In one preferred, non-limiting embodiment or aspect, once the upper punch 40 enters the interior passageway 42, the lower punch 38 begins to move from the first position to the second position. In some embodiments, the lower punch 38 can move to the second position once the upper punch 40 reaches the second position other embodiments, the lower punch 38 can begin to move to the second position once the upper punch 40 enters the interior passageway 42, but before the upper punch 40 comes to a stop in the second position. In this scenario, the lower punch 38 can move upwards toward its second position at a faster rate than the rate of the upper punch 40 moving down toward its second position. In another preferred and non-limiting embodiment or aspect, the upper punch 40 and the lower punch 38 can begin to move from their respective first positions to their respective second positions at substantially the same time. Raising the lower punch 38 to the second position can drive the powdered material 52 into the concave lower surface 50 of the upper punch 40 (FIG. 12). The lower punch 38 can provide most of the pressing force. If the upper punch 40 were lowered into the powdered material 52 instead of raising the lower punch 38 to drive the powdered material 52 into the upper punch 40, then the perimeter portions of the lower surface of the upper punch 40 would compact the powdered material 52, thereby causing the compacted portion of the powdered material 52 to bind together and limit the continuing ability of the powdered material 52 to flow into the concave lower surface 50 of the upper punch 40 resulting in an ill-formed nose portion 16 of the projectile 10. However, by raising the lower punch 38 to drive the powdered material 52 into the upper punch 40, the powdered material 52 near the concave lower surface 50 of the upper punch 40 is not prematurely bound together, detrimentally limiting the ability of the powdered material 52 to flow into the concave lower surface 50 in the upper punch 40 to form the nose portion 16 of the projectile 10.

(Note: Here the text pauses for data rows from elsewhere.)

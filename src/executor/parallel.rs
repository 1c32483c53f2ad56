// Copyright 2025 Lablup Inc. and Jeongkyu Shin
//
// Licensed under the Apache License, Version 2.0 (the "License");
// you may not use this file except in compliance with the License.
// You may obtain a copy of the License at
//
//     http://www.apache.org/licenses/LICENSE-2.0
//
// Unless required by applicable law or agreed to in writing, software
// distributed under the License is distributed on an "AS IS" BASIS,
// WITHOUT WARRANTIES OR CONDITIONS OF ANY KIND, either express or implied.
// See the License for the specific language governing permissions and
// limitations under the License.

use futures::stream::{FuturesUnordered, StreamExt};
use indicatif::{ProgressBar, ProgressDrawTarget, ProgressStyle};
use std::future::Future;
use std::sync::Arc;
use tokio::sync::Semaphore;

use super::result_types::NodeOutcome;
use crate::node::Node;
use crate::report::AggregateReport;

const PROGRESS_BAR_TICK_RATE_MS: u64 = 120;

fn create_progress_style() -> ProgressStyle {
    ProgressStyle::default_bar()
        .template("{prefix:.bold} {spinner:.cyan} [{bar:30.cyan/blue}] {pos}/{len} {msg}")
        .map(|style| style.tick_chars("⣾⣽⣻⢿⡿⣟⣯⣷ ").progress_chars("=> "))
        .unwrap_or_else(|_| ProgressStyle::default_bar())
}

/// Runs one job per node with a bounded number in flight.
#[derive(Debug, Clone, Copy)]
pub struct FleetDispatcher {
    max_parallel: usize,
    show_progress: bool,
}

impl FleetDispatcher {
    pub fn new(max_parallel: usize) -> Self {
        Self {
            max_parallel: max_parallel.max(1),
            show_progress: true,
        }
    }

    /// Suppress the progress bar and per-node status lines.
    pub fn quiet(mut self) -> Self {
        self.show_progress = false;
        self
    }

    pub fn max_parallel(&self) -> usize {
        self.max_parallel
    }

    /// Spawn a task per node and collect results as they complete.
    ///
    /// All tasks are spawned up front and wait on the semaphore, so at most
    /// `max_parallel` jobs run at once. The report holds exactly one result
    /// per node, in completion order; a task that panics is recorded as a
    /// failed result for its node.
    pub async fn dispatch_all<R, F, Fut>(&self, nodes: Vec<Node>, job: F) -> AggregateReport<R>
    where
        R: NodeOutcome,
        F: Fn(Node) -> Fut,
        Fut: Future<Output = R> + Send + 'static,
    {
        let semaphore = Arc::new(Semaphore::new(self.max_parallel));
        let progress = self.create_progress_bar(nodes.len());
        tracing::info!(
            "Dispatching to {} node(s), {} at a time",
            nodes.len(),
            self.max_parallel
        );

        let mut pending: FuturesUnordered<_> = nodes
            .into_iter()
            .map(|node| {
                let semaphore = Arc::clone(&semaphore);
                let task_node = node.clone();
                let work = job(node.clone());

                let handle = tokio::spawn(async move {
                    match semaphore.acquire_owned().await {
                        Ok(_permit) => work.await,
                        Err(e) => {
                            R::task_failed(task_node, format!("Semaphore acquisition failed: {e}"))
                        }
                    }
                });

                async move { (node, handle.await) }
            })
            .collect();

        let mut report = AggregateReport::new();
        while let Some((node, joined)) = pending.next().await {
            let result = match joined {
                Ok(result) => result,
                Err(e) => {
                    tracing::error!("Task for {} failed: {}", node, e);
                    R::task_failed(node, format!("Task execution failed: {e}"))
                }
            };

            if self.show_progress {
                let line = result.status_line();
                progress.suspend(|| println!("{line}"));
                progress.set_message(result.node().label());
            }
            progress.inc(1);
            report.push(result);
        }

        progress.finish_and_clear();
        report
    }

    fn create_progress_bar(&self, total: usize) -> ProgressBar {
        if !self.show_progress {
            return ProgressBar::hidden();
        }
        let pb = ProgressBar::with_draw_target(Some(total as u64), ProgressDrawTarget::stderr());
        pb.set_style(create_progress_style());
        pb.set_prefix("psfleet");
        pb.enable_steady_tick(std::time::Duration::from_millis(PROGRESS_BAR_TICK_RATE_MS));
        pb
    }
}
// Copyright 2025 Lablup Inc. and Jeongkyu Shin
//
// Licensed under the Apache License, Version 2.0 (the "License");
// you may not use this file except in compliance with the License.
// You may obtain a copy of the License at
//
//     http://www.apache.org/licenses/LICENSE-2.0
//
// Unless required by applicable law or agreed to in writing, software
// distributed under the License is distributed on an "AS IS" BASIS,
// WITHOUT WARRANTIES OR CONDITIONS OF ANY KIND, either express or implied.
// See the License for the specific language governing permissions and
// limitations under the License.

use owo_colors::OwoColorize;

use crate::device::{profile, DeviceFamily, FamilySelection};
use crate::hostlist::{Inventory, Machine};

fn automation_label(family: DeviceFamily) -> &'static str {
    match profile(family) {
        Some(p) if p.is_automated() => "remote",
        Some(_) => "manual",
        None => "ignored",
    }
}

pub fn format_machine_line(machine: &Machine) -> String {
    let family = machine.family();
    format!(
        "  {} {:<10} {:<16} {:<8} {}",
        "●".cyan(),
        machine.name.bold(),
        machine.address,
        family.to_string(),
        automation_label(family).dimmed()
    )
}

/// Print the inventory, filtered by family selection.
pub fn list_machines(inventory: &Inventory, selection: FamilySelection) {
    match &inventory.since {
        Some(since) => println!("{} SINCE={}", "Cutoff:".bold(), since),
        None => println!("{} none (logs from the beginning)", "Cutoff:".bold()),
    }

    let machines = inventory.select(selection);
    println!("{} {} [{}]", "Machines:".bold(), machines.len(), selection);
    for machine in machines {
        println!("{}", format_machine_line(machine));
    }

    let ignored = inventory
        .machines
        .iter()
        .filter(|m| m.family() == DeviceFamily::Unknown)
        .count();
    if ignored > 0 {
        println!(
            "{}",
            format!("{ignored} row(s) with unrecognized names ignored").dimmed()
        );
    }
}

#[cfg(test)]
mod tests {
    use super::*;

    #[test]
    fn test_automation_labels() {
        assert_eq!(automation_label(DeviceFamily::Ps1), "remote");
        assert_eq!(automation_label(DeviceFamily::Ps2), "manual");
        assert_eq!(automation_label(DeviceFamily::Unknown), "ignored");
    }

    #[test]
    fn test_machine_line_contains_fields() {
        let line = format_machine_line(&Machine::new("ps1234", "10.0.0.1"));
        assert!(line.contains("PS1234"));
        assert!(line.contains("10.0.0.1"));
        assert!(line.contains("PS1"));
    }
}
// Copyright 2025 Lablup Inc. and Jeongkyu Shin
//
// Licensed under the Apache License, Version 2.0 (the "License");
// you may not use this file except in compliance with the License.
// You may obtain a copy of the License at
//
//     http://www.apache.org/licenses/LICENSE-2.0
//
// Unless required by applicable law or agreed to in writing, software
// distributed under the License is distributed on an "AS IS" BASIS,
// WITHOUT WARRANTIES OR CONDITIONS OF ANY KIND, either express or implied.
// See the License for the specific language governing permissions and
// limitations under the License.

use tracing_subscriber::EnvFilter;

pub fn create_env_filter(verbosity: u8) -> EnvFilter {
    if std::env::var("RUST_LOG").is_ok() {
        // RUST_LOG wins so dependencies such as russh can be traced directly
        EnvFilter::from_default_env()
    } else {
        match verbosity {
            0 => EnvFilter::new("psfleet=warn"),
            1 => EnvFilter::new("psfleet=info"),
            // -vv: include russh debug logs for SSH troubleshooting
            2 => EnvFilter::new("psfleet=debug,russh=debug"),
            _ => EnvFilter::new("psfleet=trace,russh=trace,russh_sftp=debug"),
        }
    }
}

/// Install the console subscriber. Logs go to stderr so stdout stays clean
/// for command output.
pub fn init_logging(verbosity: u8) {
    let filter = create_env_filter(verbosity);

    tracing_subscriber::fmt()
        .with_env_filter(filter)
        .with_target(true)
        .with_writer(std::io::stderr)
        .init();
}

#[cfg(test)]
mod tests {
    use super::*;

    #[test]
    fn test_create_env_filter() {
        for verbosity in 0..=4 {
            let _ = create_env_filter(verbosity);
        }
    }
}
// Copyright 2025 Lablup Inc. and Jeongkyu Shin
//
// Licensed under the Apache License, Version 2.0 (the "License");
// you may not use this file except in compliance with the License.
// You may obtain a copy of the License at
//
//     http://www.apache.org/licenses/LICENSE-2.0
//
// Unless required by applicable law or agreed to in writing, software
// distributed under the License is distributed on an "AS IS" BASIS,
// WITHOUT WARRANTIES OR CONDITIONS OF ANY KIND, either express or implied.
// See the License for the specific language governing permissions and
// limitations under the License.

use thiserror::Error;

#[derive(Debug, Error, PartialEq, Eq)]
pub enum HostlistError {
    /// Port field that is not a number in 0..=65535 (e.g., `10.0.0.5,ops,ssh`)
    #[error("invalid port '{value}' on line {line}")]
    InvalidPort { line: usize, value: String },

    /// Record whose address field is blank (e.g., `,ops,22`)
    #[error("missing host address on line {line}")]
    EmptyAddress { line: usize },

    /// Host list or inventory could not be read
    #[error("failed to read '{path}': {reason}")]
    FileRead { path: String, reason: String },

    /// Inventory could not be written back
    #[error("failed to write '{path}': {reason}")]
    FileWrite { path: String, reason: String },
}
// Copyright 2025 Lablup Inc. and Jeongkyu Shin
//
// Licensed under the Apache License, Version 2.0 (the "License");
// you may not use this file except in compliance with the License.
// You may obtain a copy of the License at
//
//     http://www.apache.org/licenses/LICENSE-2.0
//
// Unless required by applicable law or agreed to in writing, software
// distributed under the License is distributed on an "AS IS" BASIS,
// WITHOUT WARRANTIES OR CONDITIONS OF ANY KIND, either express or implied.
// See the License for the specific language governing permissions and
// limitations under the License.

//! Machine families and the automation known for each of them.

pub mod family;
pub mod profile;

pub use family::{normalize_name, DeviceFamily, FamilySelection};
pub use profile::{profile, FamilyProfile};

After this step, and in one preferred and non-limiting embodiment or aspect, the lower punch 38 and the upper punch 40 can be simultaneously moved toward one another to their final molding heights in order to compress the powdered material 52 together, thereby forming a compacted powder projectile 10 with a desired length. During this step, 10-60 tons per square inch of pressure can be applied to the powdered material 52, preferably 30-45 tons per square inch of pressure is applied, and more preferably, 40-45 tons per square inch of pressure can be applied. For example, 35 tons per square inch of pressure can be applied to the powdered material 52. Once the projectile 10 is formed to the final molding height, the upper punch 40 can be moved to the first position (i.e., removed from the interior passageway 42). The lower punch 38 can be further raised to drive the formed projectile 10 from the die 36 (FIG. 13).

For purposes of the following discussion, a single melting point material is a material whose solidus and liquidus is the same temperature. An example of a single melting point material is a pure metallic element. The solidus of a material is a temperature for which the material first liquifies. In particular, below this temperature, the material is a solid and no liquid is present. Between the solidus and liquidus states, there is a “slushy” state, which becomes more liquid as it approaches the liquidus. This slushy state is observed in the melting of many alloys. According to the prior art, it is in this temperature range above the solidus that liquid phase sintering occurs. Liquid phase sintering can be further broken down into many sub-groups, such as supersolidus sintering and true liquid phase sintering, however all subcategories of liquid phase sintering occur above the solidus temperature.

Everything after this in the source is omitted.